We evaluated three approaches for programmatic document review:

Approach Tracked Changes Comments Formatting
Open XML SDK (.NET) ✅ 100% ✅ 100% ✅ Preserved
python-docx / docx-editor ✅ 100% ⚠️ ~80% ✅ Preserved
pandoc + Lua filters ❌ Lossy ❌ Limited ⚠️ Degraded

Open XML SDK is the gold standard — it's Microsoft's own library for manipulating Office documents.
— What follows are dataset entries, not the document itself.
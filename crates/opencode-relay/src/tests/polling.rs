//! Relay loop behavior.

use super::harness::*;
use std::time::Duration;
use tokio::time::timeout;

#[tokio::test]
async fn events_are_handled_in_arrival_order() {
    let mut harness = TestHarness::new();
    harness.transport.push_events(vec![
        start_from(ALLOWED, "Ada"),
        prompt_from(STRANGER, "hello"),
        plain_message_from(ALLOWED),
    ]);
    harness.transport.push_events(vec![prompt_from(ALLOWED, "")]);

    let result = timeout(Duration::from_millis(300), harness.relay.run()).await;
    assert!(result.is_err(), "relay loop should still be polling");

    let texts = harness.sent_texts();
    assert_eq!(texts.len(), 3);
    assert!(texts[0].starts_with("👋"));
    assert_eq!(texts[1], crate::relay::NO_DATA_TEXT);
    assert_eq!(texts[2], "❌ Error: Prompt is empty");
    assert!(harness.transport.poll_count() > 2);
}

#[tokio::test]
async fn transient_poll_failures_are_survived() {
    let mut harness = TestHarness::new();
    harness.transport.push_failure(502);
    harness.transport.push_failure(502);
    harness.transport.push_events(vec![start_from(ALLOWED, "Ada")]);

    let result = timeout(Duration::from_millis(500), harness.relay.run()).await;
    assert!(result.is_err(), "relay loop should still be polling");

    assert_eq!(harness.sent().len(), 1);
}

#[tokio::test]
async fn rejected_token_stops_the_loop() {
    let mut harness = TestHarness::new();
    harness.transport.push_failure(401);
    harness.transport.push_events(vec![start_from(ALLOWED, "Ada")]);

    let result = timeout(Duration::from_secs(2), harness.relay.run())
        .await
        .expect("loop should stop on its own");
    let err = result.unwrap_err();
    assert!(err.is_fatal());

    // Nothing after the fatal poll is consumed.
    assert!(harness.sent().is_empty());
    assert_eq!(harness.transport.poll_count(), 1);
}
Comments anchor correctly 100% of the time, tracked changes use proper revision markup, and formatting is always preserved.

Quick Start

Option 1: Homebrew (recommended)

brew install drpedapati/tools/docx-review

Option 2: Native Binary

git clone https://github.com/drpedapati/docx-review.git
cd docx-review
make install    # Builds + installs to /usr/local/bin

Requires .NET 8 SDK for building (brew install dotnet@8). The resulting binary is self-contained — no .NET runtime needed to run it.

Option 3: Docker

make docker     # Builds Docker image
docker run --rm -v "$(pwd):/work" -w /work docx-review input.docx edits.json -o reviewed.docx

Usage

# Basic usage
docx-review input.docx edits.json -o reviewed.docx

# Pipe JSON from stdin
cat edits.json | docx-review input.docx -o reviewed.docx

# Custom author name
docx-review input.docx edits.json -o reviewed.docx --author "Dr. Smith"
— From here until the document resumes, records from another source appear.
// Copyright 2026 Phillip Cloud
// Licensed under the Apache License, Version 2.0

use anyhow::{Context, Result, anyhow, bail};
use repman_app::layout::ScreenLayout;
use repman_app::{
    ArtifactResolver, HostEvent, HostSurface, MemoryHost, ParameterValues, RenderOutcome,
    ReportRenderer, Session, SessionConfig, StatusKind, ViewerLauncher, load_catalog,
};
use repman_db::Store;
use serde_json::{Map, Value, json};
use std::path::Path;
use std::process::Command;
use std::sync::Arc;
use std::time::Duration;
use tracing::debug;

/// Runs an external viewer as `<program> <report file> ID=VALUE...`.
#[derive(Debug, Clone)]
pub struct CommandRenderer {
    program: String,
}

impl CommandRenderer {
    pub fn new(program: impl Into<String>) -> Self {
        Self {
            program: program.into(),
        }
    }
}

impl ReportRenderer for CommandRenderer {
    fn render(&self, artifact: &Path, values: &ParameterValues) -> Result<()> {
        let status = Command::new(&self.program)
            .arg(artifact)
            .args(viewer_arguments(values))
            .status()
            .with_context(|| format!("start viewer {:?}", self.program))?;
        if !status.success() {
            bail!("viewer {:?} exited with {status}", self.program);
        }
        Ok(())
    }
}

/// Prints what would have been shown when no viewer is configured.
#[derive(Debug, Clone, Copy, Default)]
pub struct JsonRenderer;

impl ReportRenderer for JsonRenderer {
    fn render(&self, artifact: &Path, values: &ParameterValues) -> Result<()> {
        let summary = serde_json::to_string_pretty(&render_summary(artifact, values))
            .context("encode render summary")?;
        println!("{summary}");
        Ok(())
    }
}

pub fn viewer_arguments(values: &ParameterValues) -> Vec<String> {
    values
        .iter()
        .map(|(id, value)| format!("{id}={value}"))
        .collect()
}

pub fn render_summary(artifact: &Path, values: &ParameterValues) -> Value {
    let values = values
        .iter()
        .map(|(id, value)| (id.clone(), Value::String(value.to_string())))
        .collect::<Map<_, _>>();
    json!({
        "artifact": artifact.display().to_string(),
        "values": values,
    })
}

/// Splits `ID=VALUE`. The value may be empty or contain further `=`.
pub fn parse_assignment(raw: &str) -> Result<(String, String)> {
    let (id, value) = raw
        .split_once('=')
        .ok_or_else(|| anyhow!("--set expects ID=VALUE, got {raw:?}"))?;
    let id = id.trim();
    if id.is_empty() {
        bail!("--set expects a parameter id before '=', got {raw:?}");
    }
    Ok((id.to_owned(), value.to_owned()))
}

pub struct CatalogRuntime<'a> {
    store: &'a Store,
}

impl<'a> CatalogRuntime<'a> {
    pub fn new(store: &'a Store) -> Self {
        Self { store }
    }

    pub fn summary_line(&self) -> Result<String> {
        let counts = self.store.catalog_counts()?;
        Ok(format!(
            "{} departments, {} reports, {} of {} parameters active",
            counts.departments, counts.reports, counts.active_parameters, counts.parameters
        ))
    }

    pub fn department_lines(&self) -> Result<Vec<String>> {
        Ok(self
            .store
            .list_departments()?
            .into_iter()
            .map(|department| format!("{}\t{}", department.code, department.name))
            .collect())
    }

    pub fn report_lines(&self, department: &str) -> Result<Vec<String>> {
        Ok(self
            .store
            .list_reports_for_department(department)?
            .into_iter()
            .map(|report| format!("{}\t{}", report.code, report.name))
            .collect())
    }

    /// One line per active parameter, in catalog order.
    pub fn describe(&self, report_code: &str) -> Result<Vec<String>> {
        let report = self.find_report(report_code)?;
        let definitions = load_catalog(self.store, &report.code)?;
        let mut lines = vec![format!("{}\t{}", report.code, report.name)];
        for definition in definitions {
            let mut line = format!(
                "  {}\t{}\t{}",
                definition.param_id,
                definition.param_type.as_str(),
                definition.display_name()
            );
            if definition.is_required {
                line.push_str("\trequired");
            }
            if definition.has_value_query() {
                line.push_str("\tpicker");
            }
            lines.push(line);
        }
        Ok(lines)
    }

    /// Opens the report's tab on a headless host, fills it from
    /// `assignments`, presses generate and waits for the viewer.
    pub fn generate(
        &self,
        report_code: &str,
        assignments: &[(String, String)],
        resolver: ArtifactResolver,
        renderer: Arc<dyn ReportRenderer>,
        wait: Duration,
    ) -> Result<u64> {
        let report = self.find_report(report_code)?;
        let layout = ScreenLayout::default();
        let mut host = MemoryHost::with_principal(&layout)?;
        let mut session = Session::new(
            self.store,
            ViewerLauncher::new(renderer),
            SessionConfig {
                layout: layout.clone(),
                resolver,
            },
        );

        let handle = session.select_report(&mut host, &layout.principal, &report)?;
        let tab = session
            .registry()
            .tab(handle)
            .ok_or_else(|| anyhow!("report tab for {} is not registered", report.code))?;

        let mut writes = Vec::with_capacity(assignments.len());
        for (id, value) in assignments {
            let instance = tab
                .parameters
                .iter()
                .find(|instance| instance.definition.param_id.eq_ignore_ascii_case(id))
                .ok_or_else(|| {
                    let known = tab
                        .parameters
                        .iter()
                        .map(|instance| instance.definition.param_id.as_str())
                        .collect::<Vec<_>>();
                    anyhow!(
                        "report {} has no parameter {id}; known parameters: {}",
                        report.code,
                        if known.is_empty() {
                            "none".to_owned()
                        } else {
                            known.join(", ")
                        }
                    )
                })?;
            writes.push((instance.value_control.clone(), value.clone()));
        }
        let pressed = HostEvent::GeneratePressed {
            surface: tab.surface.clone(),
            control: tab.generate_control.clone(),
        };
        let surface = tab.surface.clone();

        for (control, value) in writes {
            debug!(control = %control.as_str(), "filling parameter");
            host.set_control_value(&surface, &control, &value)
                .with_context(|| format!("fill control {}", control.as_str()))?;
        }

        let status = session
            .handle(&mut host, pressed)
            .ok_or_else(|| anyhow!("generate button for {} did not respond", report.code))?;
        if status.kind != StatusKind::Success {
            bail!("{}", status.text);
        }

        match session.launcher().wait_next(wait) {
            Some(RenderOutcome::Completed { job, .. }) => Ok(job),
            Some(RenderOutcome::Failed { error, .. }) => {
                bail!("viewer failed for {}: {error}", report.code)
            }
            None => bail!(
                "viewer for {} did not finish within {:?}; raise [viewer].wait",
                report.code,
                wait
            ),
        }
    }

    fn find_report(&self, report_code: &str) -> Result<repman_app::ReportSummary> {
        self.store.get_report(report_code)?.ok_or_else(|| {
            anyhow!("unknown report {report_code:?}; run --list-reports <department> to see codes")
        })
    }
}

#[cfg(test)]
mod tests {
    use super::{CatalogRuntime, parse_assignment, render_summary, viewer_arguments};
    use anyhow::Result;
    use repman_app::{ArtifactResolver, DEFAULT_EXTENSION, ParamValue, ParameterValues};
    use repman_db::Store;
    use repman_testkit::{
        FLAG_REPORT, PICKER_REPORT, RecordingRenderer, ReportDir, seed_sample_catalog,
    };
    use serde_json::json;
    use std::path::Path;
    use std::sync::Arc;
    use std::time::Duration;

    fn sample_store() -> Result<Store> {
        let store = Store::open_memory()?;
        store.bootstrap()?;
        seed_sample_catalog(store.raw_connection())?;
        Ok(store)
    }

    fn wait() -> Duration {
        Duration::from_secs(5)
    }

    #[test]
    fn assignments_split_on_first_equals() -> Result<()> {
        assert_eq!(
            parse_assignment("P1=a=b")?,
            ("P1".to_owned(), "a=b".to_owned())
        );
        assert_eq!(parse_assignment("P2=")?, ("P2".to_owned(), String::new()));
        assert!(parse_assignment("P1").is_err());
        assert!(parse_assignment(" =Y").is_err());
        Ok(())
    }

    #[test]
    fn viewer_arguments_and_summary_use_display_values() {
        let mut values = ParameterValues::new();
        values.insert("P1".to_owned(), ParamValue::Bool(true));
        values.insert("CUST".to_owned(), ParamValue::Text("A1".to_owned()));

        assert_eq!(viewer_arguments(&values), vec!["CUST=A1", "P1=true"]);
        assert_eq!(
            render_summary(Path::new("/r/R1.rpt"), &values),
            json!({
                "artifact": "/r/R1.rpt",
                "values": { "CUST": "A1", "P1": "true" },
            })
        );
    }

    #[test]
    fn describe_lists_active_parameters() -> Result<()> {
        let store = sample_store()?;
        let lines = CatalogRuntime::new(&store).describe("r2")?;
        assert_eq!(lines[0], format!("{}\t{}", PICKER_REPORT.0, PICKER_REPORT.1));
        assert_eq!(lines.len(), 3);
        assert!(lines[1].contains("CUST"));
        assert!(lines[1].ends_with("\trequired\tpicker"));
        assert!(lines[2].contains("numeric"));

        let error = CatalogRuntime::new(&store)
            .describe("NOPE")
            .expect_err("unknown report should fail");
        assert!(error.to_string().contains("--list-reports"));
        Ok(())
    }

    #[test]
    fn generate_fills_values_and_waits_for_viewer() -> Result<()> {
        let store = sample_store()?;
        let reports = ReportDir::new()?;
        let artifact = reports.touch("sales/R1 - Sales Summary.rpt")?;
        let recorder = RecordingRenderer::new();

        let job = CatalogRuntime::new(&store).generate(
            FLAG_REPORT.0,
            &[
                ("p1".to_owned(), "Y".to_owned()),
                ("P2".to_owned(), "20260301".to_owned()),
            ],
            ArtifactResolver::new(reports.path(), DEFAULT_EXTENSION),
            Arc::new(recorder.clone()),
            wait(),
        )?;
        assert_eq!(job, 1);

        let calls = recorder.calls();
        assert_eq!(calls.len(), 1);
        assert_eq!(calls[0].artifact, artifact);
        assert_eq!(calls[0].values.get("P1"), Some(&ParamValue::Bool(true)));
        assert_eq!(
            calls[0].values.get("P2").map(ToString::to_string),
            Some("2026-03-01".to_owned())
        );
        Ok(())
    }

    #[test]
    fn generate_reports_missing_required_value() -> Result<()> {
        let store = sample_store()?;
        let reports = ReportDir::new()?;
        reports.touch("R1.rpt")?;
        let recorder = RecordingRenderer::new();

        let error = CatalogRuntime::new(&store)
            .generate(
                FLAG_REPORT.0,
                &[],
                ArtifactResolver::new(reports.path(), DEFAULT_EXTENSION),
                Arc::new(recorder.clone()),
                wait(),
            )
            .expect_err("P1 is required");
        assert!(error.to_string().contains("P1"));
        assert!(recorder.calls().is_empty());
        Ok(())
    }

    #[test]
    fn generate_rejects_unknown_parameter_ids() -> Result<()> {
        let store = sample_store()?;
        let reports = ReportDir::new()?;
        let error = CatalogRuntime::new(&store)
            .generate(
                FLAG_REPORT.0,
                &[("NOPE".to_owned(), "1".to_owned())],
                ArtifactResolver::new(reports.path(), DEFAULT_EXTENSION),
                Arc::new(RecordingRenderer::new()),
                wait(),
            )
            .expect_err("unknown parameter should fail");
        let message = error.to_string();
        assert!(message.contains("NOPE"));
        assert!(message.contains("P1, P2"));
        Ok(())
    }
}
# Dry run (validate without modifying)
docx-review input.docx edits.json --dry-run

# JSON output for pipelines
docx-review input.docx edits.json -o reviewed.docx --json

# Create a new document from the bundled NIH template
docx-review --create -o manuscript.docx

# Create and populate in one step
docx-review --create -o manuscript.docx populate.json --json

Automated Review Mode

Run a full LLM-powered document review with a single command. Produces a reviewed .docx with tracked changes and comments, a Markdown review letter, and a JSON summary.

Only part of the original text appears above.